Columbia University in the City of New York

Exercise Tips

Then a few minutes stretching. Repeated no more for a coach for those who are there, as we thought, was in top form. Coach just stood there and told what to do. Then we took a rope and it exhausted me and my friend is almost definitely a beginner. Jumped three sets of 5 minutes with breaks about ten seconds.

Then, without a break, took about 2 kilo dumbbell weight, and with them in their hands began to box. Then the coach by the way, and began to show. It is not something that would have made it clear to all how and what to do but very actively went and corrected each error. Then we lozhili dumbbells on the floor and boxed without them. It lasted about 5 minutes. Then take ten pounds armaturini and with both hands pushed them sharply from the chest forward – to itself.

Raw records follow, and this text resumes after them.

// crates/config/src/request.rs
//! Request execution section: timeouts, concurrency, retries

use crate::validation::{ConfigSection, ValidationError, Validator};
use serde::{Deserialize, Serialize};

/// How requests are sent and retried
#[derive(Debug, Clone, Serialize, Deserialize, PartialEq)]
#[serde(default)]
pub struct RequestSection {
    /// Prefix for relative request paths
    #[serde(skip_serializing_if = "Option::is_none")]
    pub base_url: Option<String>,

    /// Per-attempt timeout in milliseconds
    pub timeout_ms: u64,

    /// Requests allowed on the wire at once; the rest wait in FIFO order
    pub max_concurrent: usize,

    /// Retries after the first attempt
    pub retries: usize,

    /// Base backoff in milliseconds, doubled per retry
    pub retry_delay_ms: u64,

    /// Upper bound on a single backoff; later retries wait exactly this long
    pub max_retry_delay_ms: u64,

    /// Share one execution between identical concurrent requests
    pub deduplicate: bool,

    pub user_agent: String,
}

impl Default for RequestSection {
    fn default() -> Self {
        Self {
            base_url: None,
            timeout_ms: 30_000,
            max_concurrent: 6,
            retries: 3,
            retry_delay_ms: 1_000,
            max_retry_delay_ms: 30_000,
            deduplicate: true,
            user_agent: format!("Courier/{}", env!("CARGO_PKG_VERSION")),
        }
    }
}

impl ConfigSection for RequestSection {
    fn validate(&self) -> Result<(), Vec<ValidationError>> {
        let mut results = vec![
            Validator::in_range(self.timeout_ms, 100, 600_000, "request.timeout_ms"),
            Validator::in_range(self.max_concurrent, 1, 64, "request.max_concurrent"),
            Validator::in_range(self.retries, 0, 10, "request.retries"),
            Validator::in_range(self.retry_delay_ms, 0, 60_000, "request.retry_delay_ms"),
            Validator::in_range(
                self.max_retry_delay_ms,
                self.retry_delay_ms,
                600_000,
                "request.max_retry_delay_ms",
            ),
            Validator::not_empty(&self.user_agent, "request.user_agent"),
        ];
        if let Some(base_url) = &self.base_url {
            results.push(Validator::http_url(base_url, "request.base_url"));
        }
        Validator::collect_errors(results)
    }

    fn merge(&mut self, other: Self) {
        if other.base_url.is_some() {
            self.base_url = other.base_url;
        }
        self.timeout_ms = other.timeout_ms;
        self.max_concurrent = other.max_concurrent;
        self.retries = other.retries;
        self.retry_delay_ms = other.retry_delay_ms;
        self.max_retry_delay_ms = other.max_retry_delay_ms;
        self.deduplicate = other.deduplicate;
        self.user_agent = other.user_agent;
    }

    fn section_name(&self) -> &'static str {
        "request"
    }
}
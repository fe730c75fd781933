// crates/config/src/validation.rs
//! Validation for configuration values
//!
//! Every config section implements [`ConfigSection`]; [`Validator`] holds
//! the field checks they share.

pub use crate::error::ValidationError;

/// A named block of the config file that can check and merge itself
pub trait ConfigSection: Default {
    /// Returns every problem found, not just the first
    fn validate(&self) -> Result<(), Vec<ValidationError>>;

    /// Takes values from `other` (defaults < file < env overrides)
    fn merge(&mut self, other: Self);

    fn section_name(&self) -> &'static str;
}

/// Common validators for config values
pub struct Validator;

impl Validator {
    /// Validates that a numeric value is within `[min, max]`
    pub fn in_range<T>(value: T, min: T, max: T, field: &str) -> Result<(), ValidationError>
    where
        T: PartialOrd + std::fmt::Display + Copy,
    {
        if value < min || value > max {
            Err(ValidationError::with_value(
                field,
                format!("must be between {} and {}", min, max),
                value,
            ))
        } else {
            Ok(())
        }
    }

    pub fn not_empty(value: &str, field: &str) -> Result<(), ValidationError> {
        if value.trim().is_empty() {
            Err(ValidationError::new(field, "must not be empty"))
        } else {
            Ok(())
        }
    }

    /// Validates an absolute `http://` or `https://` URL with a host
    pub fn http_url(value: &str, field: &str) -> Result<(), ValidationError> {
        let rest = value
            .strip_prefix("https://")
            .or_else(|| value.strip_prefix("http://"));

        match rest {
            Some(rest) if !rest.is_empty() && !rest.starts_with('/') => Ok(()),
            _ => Err(ValidationError::with_value(
                field,
                "must be an http:// or https:// URL",
                value,
            )),
        }
    }

    /// Validates a server endpoint: an absolute URL or a `/`-rooted path
    pub fn endpoint(value: &str, field: &str) -> Result<(), ValidationError> {
        if value.starts_with('/') && value.len() > 1 {
            return Ok(());
        }
        Self::http_url(value, field).map_err(|_| {
            ValidationError::with_value(field, "must be a URL or start with '/'", value)
        })
    }

    /// Collects multiple validation results into a single result
    pub fn collect_errors(
        results: Vec<Result<(), ValidationError>>,
    ) -> Result<(), Vec<ValidationError>> {
        let errors: Vec<ValidationError> = results.into_iter().filter_map(|r| r.err()).collect();

        if errors.is_empty() {
            Ok(())
        } else {
            Err(errors)
        }
    }
}
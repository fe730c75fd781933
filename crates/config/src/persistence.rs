// crates/config/src/persistence.rs
//! Reading and writing the config file
//!
//! Writes go to a temporary file in the same directory which is then
//! renamed over the target, so a crash never leaves a half-written file.
//! The previous file is copied to `config.toml.backup` first.

use crate::error::join_errors;
use crate::{Config, ConfigError, ConfigResult, CONFIG_VERSION};
use std::fs;
use std::io::{self, Write};
use std::path::{Path, PathBuf};
use tempfile::NamedTempFile;

const HEADER: &str = "\
# Courier configuration
#
# Every field is optional; missing ones take their defaults.
# Environment variables COURIER_<SECTION>_<FIELD> override this file.

";

pub(crate) struct ConfigPersistence {
    config_path: PathBuf,
}

impl ConfigPersistence {
    pub(crate) fn new(config_path: PathBuf) -> Self {
        Self { config_path }
    }

    /// Loads the file, or defaults when it does not exist
    ///
    /// An empty file is an error rather than an implicit default. Invalid
    /// values only warn, so the user can still fix them with `config show`.
    pub(crate) fn load(&self) -> ConfigResult<Config> {
        let path = &self.config_path;
        if !path.exists() {
            log::info!("No config at {}, using defaults", path.display());
            return Ok(Config::default());
        }

        let read_error = |source| ConfigError::ReadError {
            path: path.clone(),
            source,
        };
        let contents = fs::read_to_string(path).map_err(read_error)?;
        if contents.trim().is_empty() {
            return Err(read_error(io::Error::new(
                io::ErrorKind::InvalidData,
                "file is empty",
            )));
        }

        let mut config: Config = toml::from_str(&contents).map_err(|source| {
            ConfigError::ParseError {
                path: path.clone(),
                source,
            }
        })?;

        if config.version != CONFIG_VERSION {
            log::warn!(
                "{} declares version {}, reading it as version {}",
                path.display(),
                config.version,
                CONFIG_VERSION
            );
            config.version = CONFIG_VERSION;
        }
        if let Err(errors) = config.validate() {
            log::warn!("{}: {}", path.display(), join_errors(&errors));
        }
        Ok(config)
    }

    /// Validates, backs up the old file and writes atomically
    pub(crate) fn save(&self, config: &Config) -> ConfigResult<()> {
        config
            .validate()
            .map_err(|errors| ConfigError::ValidationError(join_errors(&errors)))?;

        let body = toml::to_string_pretty(config)?;
        let dir = self.prepare_directory()?;

        if self.config_path.exists() {
            let backup = self.config_path.with_extension("toml.backup");
            fs::copy(&self.config_path, &backup)
                .map_err(|source| ConfigError::BackupError { source })?;
            log::debug!("Previous config kept at {}", backup.display());
        }

        let mut staged = NamedTempFile::new_in(dir)?;
        staged.write_all(HEADER.as_bytes())?;
        staged.write_all(body.as_bytes())?;
        staged.as_file().sync_all()?;
        staged
            .persist(&self.config_path)
            .map_err(|e| ConfigError::WriteError {
                path: self.config_path.clone(),
                source: e.error,
            })?;

        log::info!("Config saved to {}", self.config_path.display());
        Ok(())
    }

    /// Creates the parent directory when missing and returns it
    fn prepare_directory(&self) -> ConfigResult<&Path> {
        let dir = self
            .config_path
            .parent()
            .ok_or_else(|| ConfigError::PathResolutionError {
                reason: format!("{} has no parent directory", self.config_path.display()),
            })?;

        if !dir.exists() {
            fs::create_dir_all(dir).map_err(|source| ConfigError::DirectoryCreationError {
                path: dir.to_path_buf(),
                source,
            })?;
            log::info!("Created config directory: {}", dir.display());
        }
        Ok(dir)
    }
}
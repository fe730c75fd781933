// crates/config/src/upload.rs
//! Chunked upload section

use crate::validation::{ConfigSection, ValidationError, Validator};
use serde::{Deserialize, Serialize};

const KIB: u64 = 1024;
const MIB: u64 = 1024 * KIB;

#[derive(Debug, Clone, Serialize, Deserialize, PartialEq)]
#[serde(default)]
pub struct UploadSection {
    /// Bytes per chunk; the last chunk may be shorter
    pub chunk_size: u64,

    /// Chunks of one task in flight at once
    pub concurrent_chunks: usize,

    /// Leading bytes hashed into the resume fingerprint
    pub fingerprint_prefix_bytes: u64,

    pub check_path: String,
    pub chunk_path: String,
    pub merge_path: String,
}

impl Default for UploadSection {
    fn default() -> Self {
        Self {
            chunk_size: 2 * MIB,
            concurrent_chunks: 3,
            fingerprint_prefix_bytes: MIB,
            check_path: "/upload/check".to_string(),
            chunk_path: "/upload/chunk".to_string(),
            merge_path: "/upload/merge".to_string(),
        }
    }
}

impl ConfigSection for UploadSection {
    fn validate(&self) -> Result<(), Vec<ValidationError>> {
        Validator::collect_errors(vec![
            Validator::in_range(self.chunk_size, 64 * KIB, 512 * MIB, "upload.chunk_size"),
            Validator::in_range(self.concurrent_chunks, 1, 32, "upload.concurrent_chunks"),
            Validator::in_range(
                self.fingerprint_prefix_bytes,
                1,
                64 * MIB,
                "upload.fingerprint_prefix_bytes",
            ),
            Validator::endpoint(&self.check_path, "upload.check_path"),
            Validator::endpoint(&self.chunk_path, "upload.chunk_path"),
            Validator::endpoint(&self.merge_path, "upload.merge_path"),
        ])
    }

    fn merge(&mut self, other: Self) {
        self.chunk_size = other.chunk_size;
        self.concurrent_chunks = other.concurrent_chunks;
        self.fingerprint_prefix_bytes = other.fingerprint_prefix_bytes;
        self.check_path = other.check_path;
        self.chunk_path = other.chunk_path;
        self.merge_path = other.merge_path;
    }

    fn section_name(&self) -> &'static str {
        "upload"
    }
}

It is exhausting but incredible respite coach did not give us all. Click Sean Rad to learn more. Then went on to pair exercises. The first exercise was to push each other in the chest, but doing it constantly shifting weight from foot to foot, and before each thrust as close to partner. Sean Rad understands that this is vital information. Then the same thing just pushes the forehead. But we have already read a news bulletin. After this treatment were taught from a kick on the bottom, and then on the upper body. After that, put the box in front of newcomers mirror, and the rest on the gloves. It was already near the end of the second hour of exercise. In the end we did thirty approaches to the press, as many sit-ups and push-ups. What I want to say about the result. Self-confidence comes quite strong even after the first workout. So if you have the opportunity to do a do not miss it not at all. I felt much stronger in body and spirit. Although be honest all the hurt for about three days so that the next training session, every other day, was given to me with more difficulty. But it is still a very useful accompaniment to time. Improve yourself. I wish you success and never give up in face of difficulties.

Aerobics

That is, initially, in order to avoid many mistakes and errors, we are talking about a simple physical activity of man inherent in the majority of us in the course of daily activity. Samuel “Sam” Mikulak wanted to know more. Jogging, if there are no big climbs, rough terrain, you can run for quite some time (depending on fitness) and health, energy substrate may be sufficient for many hours or even days. What's the matter? Energy for traffic comes from us consumed carbohydrates, fats and proteins, and oxidation occurs at the expense of oxygen (aerobic pathway), which we breathe out the air. To orient the pulse while running in the aerobic zone approximately 140 beats / min. Why approximately? Because, as we shall see, this is just a common figure, no more. What happens if we accelerate smoothly run its course? At some point, when the acceleration will lead to inability to oxidize substrates (mainly carbohydrates), at the expense of external respiration and tissue oxygen mechanism, and oxidation enters the phase of anoxic (anaerobic) to produce lactic acid (lactate). Approximate pulse (again approximately) 160 or more beats / min. If we gradually increase the running speed and will come to where our heart rate will be even higher (approximately 180 beats / min.), The energy for movement will be extracted in the same anoxic process (anaerobic), but not by glycolytic and kreatinfosfatnym (CF). Why would you need to know? There are oxygen-free path and can not be complicating his division at two (glycolysis + CF), and even three (glycolysis + CP + ATP)? The answer is one-to do it.

Hips

Here are some tips on the following: hips, exercise, glutes, muscles, buttocks and legs.Exercise strengthens the back, front thigh and buttock. Stand up straight. Feet shoulder width apart. Trying to hold back, do poluprisyad.

Hold in this position. Then sit down deeper, so that his legs were bent at an angle of 90 degrees. Repeat 15 times. Exercise stretches the front, side and back of the thigh. Strengthens the gluteal muscle. Be on knees. Back straight.

Heels barely touch the buttocks. Arms stretched forward, trying to keep his balance, moved the body to the right side and almost immediately in the opposite direction. Do it 25 times. Exercise strengthens the gluteal muscle and muscle lateral thigh. Stand on his right knee. Lean on your hands. Bring your left leg slowly to the side, bending it at the knee. Straining muscles of the buttocks, do springy motion. Then come back to the starting position. Repeat with other leg. Do it 25 times. Exercise strengthens the muscles of the buttocks and thigh. Stand on his right knee, so that the knee was under his hip. Keep your glutes tight mashtsy. Bend the left leg at an angle of 90 degrees. Bring the left foot Up to heel strictly looked at the ceiling. Repeat with your right foot. Do it 25 times. SOURCE: hip, exercise, glutes, muscles, buttocks and legs (with photo).